I did a little digging into the odds. According to physics models such as the reasonably famous Murray & Teare study ui.adsabs.harvard.edu/a… and en.wikipedia.org/wiki/C… , a coin landing on its edge is incredibly rare.

Murray & Teare calculated that for a US Nickel, the odds are about 1 in 6,000. Because a €2 coin is wider, the physics actually make it harder to balance. The calculated odds are roughly 1 in 7,700, a number obtained through extrapolation:

Here is the math:

1. The Aspect Ratio (η): The researchers found that the probability (P) is heavily dependent on the ratio of the coin's thickness (h) to its radius (R), so η=h/R.

2. The Formula: Their data suggest that for thin coins, the probability scales roughly with the cube of that ratio: P≈C*(h/R)^3, where C is a constant determined by the physics of the toss and the surface.

3. The Comparison: A US Nickel: h=1.95 mm, R=10.605 mm, so has a ratio of ≈0.1839, and a €2 Coin: h=2.20 mm, R=12.875 mm, so has a ratio of ≈0.1709. Those ratios represent "squatness".

4. 0.1709/0.1839 = 0.93, a number that one then has to cube. Why? Because they discovered that the probability of landing on an edge doesn't just drop linearly as a coin gets thinner … it drops non-linearly. Think of it like a sports car versus a van; even small change in height or width changes the center of gravity significantly, as famously demonstrated by Sabine Schmitz youtu.be/5KiC03_wVjc . Because the €2 coin is 7% "flatter" or less proportional for edge-standing than a nickel (from the 0.93 figure), its likelihood of staying upright is hit by that "cubed" penalty (0.93×0.93×0.93≈0.80). This means a €2 coin is statistically about 20-25% less likely to land on its edge than a nickel.

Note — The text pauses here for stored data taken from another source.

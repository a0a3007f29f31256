//! Money calculation utilities using rust_decimal for precision
//!
//! Amounts travel as `f64` in the JSON payloads. Every calculation converts
//! to `Decimal`, works there, and rounds back to 2 decimal places
//! (half away from zero) on the way out.

use rust_decimal::prelude::*;

/// Rounding precision for monetary values
pub const DECIMAL_PLACES: u32 = 2;

/// Tolerance for monetary comparisons (0.01)
pub const MONEY_TOLERANCE: Decimal = Decimal::from_parts(1, 0, 0, false, 2);

/// Convert an f64 amount into Decimal (non-finite values become zero)
pub fn to_decimal(value: f64) -> Decimal {
    Decimal::from_f64(value).unwrap_or_else(|| {
        tracing::error!(value = ?value, "Non-finite f64 in monetary calculation, defaulting to zero");
        Decimal::ZERO
    })
}

/// Round a Decimal to cents and convert to f64
pub fn to_f64(value: Decimal) -> f64 {
    round(value).to_f64().unwrap_or_default()
}

/// Round to cents, half away from zero
pub fn round(value: Decimal) -> Decimal {
    value.round_dp_with_strategy(DECIMAL_PLACES, RoundingStrategy::MidpointAwayFromZero)
}

/// Round an f64 amount to cents
pub fn round_f64(value: f64) -> f64 {
    to_f64(to_decimal(value))
}

/// `price × quantity`
pub fn line_total(price: f64, quantity: u32) -> Decimal {
    to_decimal(price) * Decimal::from(quantity)
}

/// `amount × percent / 100`, rounded to cents
pub fn percent_of(amount: Decimal, percent: Decimal) -> Decimal {
    round(amount * percent / Decimal::ONE_HUNDRED)
}

/// Whether two amounts are equal to the cent
pub fn money_eq(a: f64, b: f64) -> bool {
    (to_decimal(a) - to_decimal(b)).abs() < MONEY_TOLERANCE
}

/// Change owed for a cash payment; `None` when the received amount is short
pub fn change_due(total: f64, received: f64) -> Option<f64> {
    let diff = round(to_decimal(received)) - round(to_decimal(total));
    if diff < Decimal::ZERO {
        None
    } else {
        Some(to_f64(diff))
    }
}

/// Format an amount with thousands separators (es-CO style: `$ 12.345,50`)
pub fn format_money(symbol: &str, amount: f64) -> String {
    let cents = (round(to_decimal(amount)) * Decimal::ONE_HUNDRED)
        .to_i64()
        .unwrap_or_default();
    let negative = cents < 0;
    let cents = cents.unsigned_abs();
    let whole = (cents / 100).to_string();
    let frac = cents % 100;

    let mut grouped = String::with_capacity(whole.len() + whole.len() / 3);
    for (i, ch) in whole.chars().enumerate() {
        if i > 0 && (whole.len() - i) % 3 == 0 {
            grouped.push('.');
        }
        grouped.push(ch);
    }

    format!(
        "{}{} {},{:02}",
        if negative { "-" } else { "" },
        symbol,
        grouped,
        frac
    )
}

#[cfg(test)]
mod tests {
    use super::*;

    #[test]
    fn test_round_half_away_from_zero() {
        assert_eq!(round_f64(0.125), 0.13);
        assert_eq!(round_f64(-0.125), -0.13);
        assert_eq!(round_f64(10.0), 10.0);
    }

    #[test]
    fn test_line_total() {
        assert_eq!(to_f64(line_total(10.0, 2)), 20.0);
        assert_eq!(to_f64(line_total(0.1, 3)), 0.3);
    }

    #[test]
    fn test_percent_of() {
        assert_eq!(percent_of(Decimal::from(100), Decimal::from(19)), Decimal::from(19));
        assert_eq!(
            to_f64(percent_of(to_decimal(33.33), Decimal::from(10))),
            3.33
        );
    }

    #[test]
    fn test_change_due() {
        assert_eq!(change_due(119.0, 150.0), Some(31.0));
        assert_eq!(change_due(119.0, 119.0), Some(0.0));
        assert_eq!(change_due(119.0, 100.0), None);
    }

    #[test]
    fn test_money_eq() {
        assert!(money_eq(0.1 + 0.2, 0.3));
        assert!(!money_eq(10.0, 10.02));
    }

    #[test]
    fn test_format_money() {
        assert_eq!(format_money("$", 12345.5), "$ 12.345,50");
        assert_eq!(format_money("$", 0.0), "$ 0,00");
        assert_eq!(format_money("$", 999.0), "$ 999,00");
        assert_eq!(format_money("$", 1000000.0), "$ 1.000.000,00");
        assert_eq!(format_money("$", -5.25), "-$ 5,25");
    }
}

It also turns out my pleather Ikea mousepad valet tray acted as the perfect "landing strip." The weight of the €2 coin (8.5g) combined with its milled (ridged) edge allowed it to "bite" into the soft grain, creating a microscopic cradle. This is akin to what Sabine did using a Dodge Viper to create a slipstream to "bend the laws of physics" by removing some of the "bounce" variable, allowing the coin to settle where it otherwise might have failed. Whether the exact odds are 1-in-5,000 or 1-in-7,000, I was essentially witnessing a high-magnitude statistical anomaly.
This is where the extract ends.